» TASK DETAILS
Line by line, return the data exactly as shown.

[Collected data entries]
//! SNMPv3 security configuration.
//!
//! Protocol identifiers, USM users with their keys, and the bootstrap state
//! machine that sequences engine discovery, key installation and time
//! synchronization. The cryptography itself belongs to the transport.

pub mod bootstrap;
mod user;

pub use bootstrap::{Bootstrap, BootstrapState, Plan, TIME_SYNC_BUDGET};
pub use user::{AuthKey, KEY_ALGORITHM_MASK, KEY_KIND_MASK, KeyKind, PrivKey, User};

/// Protocol name that matched no known algorithm.
#[derive(Debug, Clone, PartialEq, Eq)]
pub struct ParseProtocolError {
    input: String,
    expected: &'static str,
}

impl std::fmt::Display for ParseProtocolError {
    fn fmt(&self, f: &mut std::fmt::Formatter<'_>) -> std::fmt::Result {
        write!(f, "{} '{}' (known: ", self.expected, self.input)?;
        let known: Vec<&str> = if self.expected == AUTH {
            AuthProtocol::ALL.iter().map(|p| p.name()).collect()
        } else {
            PrivProtocol::ALL.iter().map(|p| p.name()).collect()
        };
        write!(f, "{})", known.join(", "))
    }
}

impl std::error::Error for ParseProtocolError {}

const AUTH: &str = "unknown authentication protocol";
const PRIV: &str = "unknown privacy protocol";

/// Folds case and separators so `sha-256`, `SHA256` and `Sha_256` compare equal.
fn fold(name: &str) -> String {
    name.chars()
        .filter(|c| !matches!(c, '-' | '_'))
        .map(|c| c.to_ascii_uppercase())
        .collect()
}

/// USM authentication algorithm.
#[derive(Debug, Clone, Copy, PartialEq, Eq)]
pub enum AuthProtocol {
    /// HMAC-MD5-96, RFC 3414.
    Md5,
    /// HMAC-SHA-96, RFC 3414.
    Sha1,
    /// RFC 7860.
    Sha224,
    Sha256,
    Sha384,
    Sha512,
}

impl AuthProtocol {
    pub const ALL: [Self; 6] = [
        Self::Md5,
        Self::Sha1,
        Self::Sha224,
        Self::Sha256,
        Self::Sha384,
        Self::Sha512,
    ];

    /// Canonical name, as printed by net-snmp tools.
    pub const fn name(self) -> &'static str {
        match self {
            Self::Md5 => "MD5",
            Self::Sha1 => "SHA",
            Self::Sha224 => "SHA-224",
            Self::Sha256 => "SHA-256",
            Self::Sha384 => "SHA-384",
            Self::Sha512 => "SHA-512",
        }
    }

    /// HMAC output size in bytes; also the size of a localized key.
    pub const fn digest_len(self) -> usize {
        match self {
            Self::Md5 => 16,
            Self::Sha1 => 20,
            Self::Sha224 => 28,
            Self::Sha256 => 32,
            Self::Sha384 => 48,
            Self::Sha512 => 64,
        }
    }

    /// Algorithm id in the packed key code.
    pub const fn code(self) -> u8 {
        match self {
            Self::Md5 => 1,
            Self::Sha1 => 2,
            Self::Sha224 => 3,
            Self::Sha256 => 4,
            Self::Sha384 => 5,
            Self::Sha512 => 6,
        }
    }
}

impl std::fmt::Display for AuthProtocol {
    fn fmt(&self, f: &mut std::fmt::Formatter<'_>) -> std::fmt::Result {
        f.write_str(self.name())
    }
}

impl std::str::FromStr for AuthProtocol {
    type Err = ParseProtocolError;

    fn from_str(s: &str) -> Result<Self, Self::Err> {
        let folded = fold(s);
        if folded == "SHA1" {
            return Ok(Self::Sha1);
        }
        Self::ALL
            .into_iter()
            .find(|p| fold(p.name()) == folded)
            .ok_or_else(|| ParseProtocolError {
                input: s.to_string(),
                expected: AUTH,
            })
    }
}

/// USM privacy algorithm.
#[derive(Debug, Clone, Copy, PartialEq, Eq)]
pub enum PrivProtocol {
    /// DES-CBC, RFC 3414.
    Des,
    /// 3DES-EDE, draft-reeder-snmpv3-usm-3desede.
    Des3,
    /// AES-CFB, RFC 3826.
    Aes128,
    Aes192,
    Aes256,
}

impl PrivProtocol {
    pub const ALL: [Self; 5] = [
        Self::Des,
        Self::Des3,
        Self::Aes128,
        Self::Aes192,
        Self::Aes256,
    ];

    pub const fn name(self) -> &'static str {
        match self {
            Self::Des => "DES",
            Self::Des3 => "3DES",
            Self::Aes128 => "AES",
            Self::Aes192 => "AES-192",
            Self::Aes256 => "AES-256",
        }
    }

    /// Key material size in bytes. DES variants carry an 8 byte pre-IV.
    pub const fn key_len(self) -> usize {
        match self {
            Self::Des | Self::Aes128 => 16,
            Self::Aes192 => 24,
            Self::Des3 | Self::Aes256 => 32,
        }
    }

    /// Algorithm id in the packed key code.
    pub const fn code(self) -> u8 {
        match self {
            Self::Des => 1,
            Self::Aes128 => 2,
            Self::Aes192 => 3,
            Self::Aes256 => 4,
            Self::Des3 => 5,
        }
    }
}

impl std::fmt::Display for PrivProtocol {
    fn fmt(&self, f: &mut std::fmt::Formatter<'_>) -> std::fmt::Result {
        f.write_str(self.name())
    }
}

impl std::str::FromStr for PrivProtocol {
    type Err = ParseProtocolError;

    fn from_str(s: &str) -> Result<Self, Self::Err> {
        let folded = fold(s);
        let alias = match folded.as_str() {
            "AES128" => Some(Self::Aes128),
            "DES3" | "TDES" | "3DESEDE" => Some(Self::Des3),
            _ => None,
        };
        alias
            .or_else(|| Self::ALL.into_iter().find(|p| fold(p.name()) == folded))
            .ok_or_else(|| ParseProtocolError {
                input: s.to_string(),
                expected: PRIV,
            })
    }
}
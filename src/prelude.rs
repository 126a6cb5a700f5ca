//! Glob-import of the types most callers need.
//!
//! ```rust
//! use snmp_session::prelude::*;
//! ```
//!
//! Brings in the session types and builder, the transport traits, the
//! SNMPv3 user types and [`oid!`].

pub use crate::error::{Error, Result};
pub use crate::oid::Oid;
pub use crate::session::{BlockingSession, Session, SessionBuilder};
pub use crate::transport::{Connector, Transport, TransportParams};
pub use crate::v3::{AuthKey, AuthProtocol, PrivKey, PrivProtocol, User};
pub use crate::value::Value;
pub use crate::varbind::VarBind;
pub use crate::version::Version;

#[doc(no_inline)]
pub use crate::oid;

» WRITTEN RESPONSE
//! SNMPv3 security configuration.
//!
//! Protocol identifiers, USM users with their keys, and the bootstrap state
//! machine that sequences engine discovery, key installation and time
//! synchronization. The cryptography itself belongs to the transport.

pub mod bootstrap;
mod user;

pub use bootstrap::{Bootstrap, BootstrapState, Plan, TIME_SYNC_BUDGET};
pub use user::{AuthKey, KEY_ALGORITHM_MASK, KEY_KIND_MASK, KeyKind, PrivKey, User};

/// Protocol name that matched no known algorithm.
#[derive(Debug, Clone, PartialEq, Eq)]
pub struct ParseProtocolError {
    input: String,
    expected: &'static str,
}

impl std::fmt::Display for ParseProtocolError {
    fn fmt(&self, f: &mut std::fmt::Formatter<'_>) -> std::fmt::Result {
        write!(f, "{} '{}' (known: ", self.expected, self.input)?;
        let known: Vec<&str> = if self.expected == AUTH {
            AuthProtocol::ALL.iter().map(|p| p.name()).collect()
        } else {
            PrivProtocol::ALL.iter().map(|p| p.name()).collect()
        };
        write!(f, "{})", known.join(", "))
    }
}

impl std::error::Error for ParseProtocolError {}

const AUTH: &str = "unknown authentication protocol";
const PRIV: &str = "unknown privacy protocol";

/// Folds case and separators so `sha-256`, `SHA256` and `Sha_256` compare equal.
fn fold(name: &str) -> String {
    name.chars()
        .filter(|c| !matches!(c, '-' | '_'))
        .map(|c| c.to_ascii_uppercase())
        .collect()
}

/// USM authentication algorithm.
#[derive(Debug, Clone, Copy, PartialEq, Eq)]
pub enum AuthProtocol {
    /// HMAC-MD5-96, RFC 3414.
    Md5,
    /// HMAC-SHA-96, RFC 3414.
    Sha1,
    /// RFC 7860.
    Sha224,
    Sha256,
    Sha384,
    Sha512,
}

impl AuthProtocol {
    pub const ALL: [Self; 6] = [
        Self::Md5,
        Self::Sha1,
        Self::Sha224,
        Self::Sha256,
        Self::Sha384,
        Self::Sha512,
    ];

    /// Canonical name, as printed by net-snmp tools.
    pub const fn name(self) -> &'static str {
        match self {
            Self::Md5 => "MD5",
            Self::Sha1 => "SHA",
            Self::Sha224 => "SHA-224",
            Self::Sha256 => "SHA-256",
            Self::Sha384 => "SHA-384",
            Self::Sha512 => "SHA-512",
        }
    }

    /// HMAC output size in bytes; also the size of a localized key.
    pub const fn digest_len(self) -> usize {
        match self {
            Self::Md5 => 16,
            Self::Sha1 => 20,
            Self::Sha224 => 28,
            Self::Sha256 => 32,
            Self::Sha384 => 48,
            Self::Sha512 => 64,
        }
    }

    /// Algorithm id in the packed key code.
    pub const fn code(self) -> u8 {
        match self {
            Self::Md5 => 1,
            Self::Sha1 => 2,
            Self::Sha224 => 3,
            Self::Sha256 => 4,
            Self::Sha384 => 5,
            Self::Sha512 => 6,
        }
    }
}

impl std::fmt::Display for AuthProtocol {
    fn fmt(&self, f: &mut std::fmt::Formatter<'_>) -> std::fmt::Result {
        f.write_str(self.name())
    }
}

impl std::str::FromStr for AuthProtocol {
    type Err = ParseProtocolError;

    fn from_str(s: &str) -> Result<Self, Self::Err> {
        let folded = fold(s);
        if folded == "SHA1" {
            return Ok(Self::Sha1);
        }
        Self::ALL
            .into_iter()
            .find(|p| fold(p.name()) == folded)
            .ok_or_else(|| ParseProtocolError {
                input: s.to_string(),
                expected: AUTH,
            })
    }
}

/// USM privacy algorithm.
#[derive(Debug, Clone, Copy, PartialEq, Eq)]
pub enum PrivProtocol {
    /// DES-CBC, RFC 3414.
    Des,
    /// 3DES-EDE, draft-reeder-snmpv3-usm-3desede.
    Des3,
    /// AES-CFB, RFC 3826.
    Aes128,
    Aes192,
    Aes256,
}

impl PrivProtocol {
    pub const ALL: [Self; 5] = [
        Self::Des,
        Self::Des3,
        Self::Aes128,
        Self::Aes192,
        Self::Aes256,
    ];

    pub const fn name(self) -> &'static str {
        match self {
            Self::Des => "DES",
            Self::Des3 => "3DES",
            Self::Aes128 => "AES",
            Self::Aes192 => "AES-192",
            Self::Aes256 => "AES-256",
        }
    }

    /// Key material size in bytes. DES variants carry an 8 byte pre-IV.
    pub const fn key_len(self) -> usize {
        match self {
            Self::Des | Self::Aes128 => 16,
            Self::Aes192 => 24,
            Self::Des3 | Self::Aes256 => 32,
        }
    }

    /// Algorithm id in the packed key code.
    pub const fn code(self) -> u8 {
        match self {
            Self::Des => 1,
            Self::Aes128 => 2,
            Self::Aes192 => 3,
            Self::Aes256 => 4,
            Self::Des3 => 5,
        }
    }
}

impl std::fmt::Display for PrivProtocol {
    fn fmt(&self, f: &mut std::fmt::Formatter<'_>) -> std::fmt::Result {
        f.write_str(self.name())
    }
}

impl std::str::FromStr for PrivProtocol {
    type Err = ParseProtocolError;

    fn from_str(s: &str) -> Result<Self, Self::Err> {
        let folded = fold(s);
        let alias = match folded.as_str() {
            "AES128" => Some(Self::Aes128),
            "DES3" | "TDES" | "3DESEDE" => Some(Self::Des3),
            _ => None,
        };
        alias
            .or_else(|| Self::ALL.into_iter().find(|p| fold(p.name()) == folded))
            .ok_or_else(|| ParseProtocolError {
                input: s.to_string(),
                expected: PRIV,
            })
    }
}
filename src/prelude.rs
repository 126a6cb5a700f5ca
//! Glob-import of the types most callers need.
//!
//! ```rust
//! use snmp_session::prelude::*;
//! ```
//!
//! Brings in the session types and builder, the transport traits, the
//! SNMPv3 user types and [`oid!`].

pub use crate::error::{Error, Result};
pub use crate::oid::Oid;
pub use crate::session::{BlockingSession, Session, SessionBuilder};
pub use crate::transport::{Connector, Transport, TransportParams};
pub use crate::v3::{AuthKey, AuthProtocol, PrivKey, PrivProtocol, User};
pub use crate::value::Value;
pub use crate::varbind::VarBind;
pub use crate::version::Version;

#[doc(no_inline)]
pub use crate::oid;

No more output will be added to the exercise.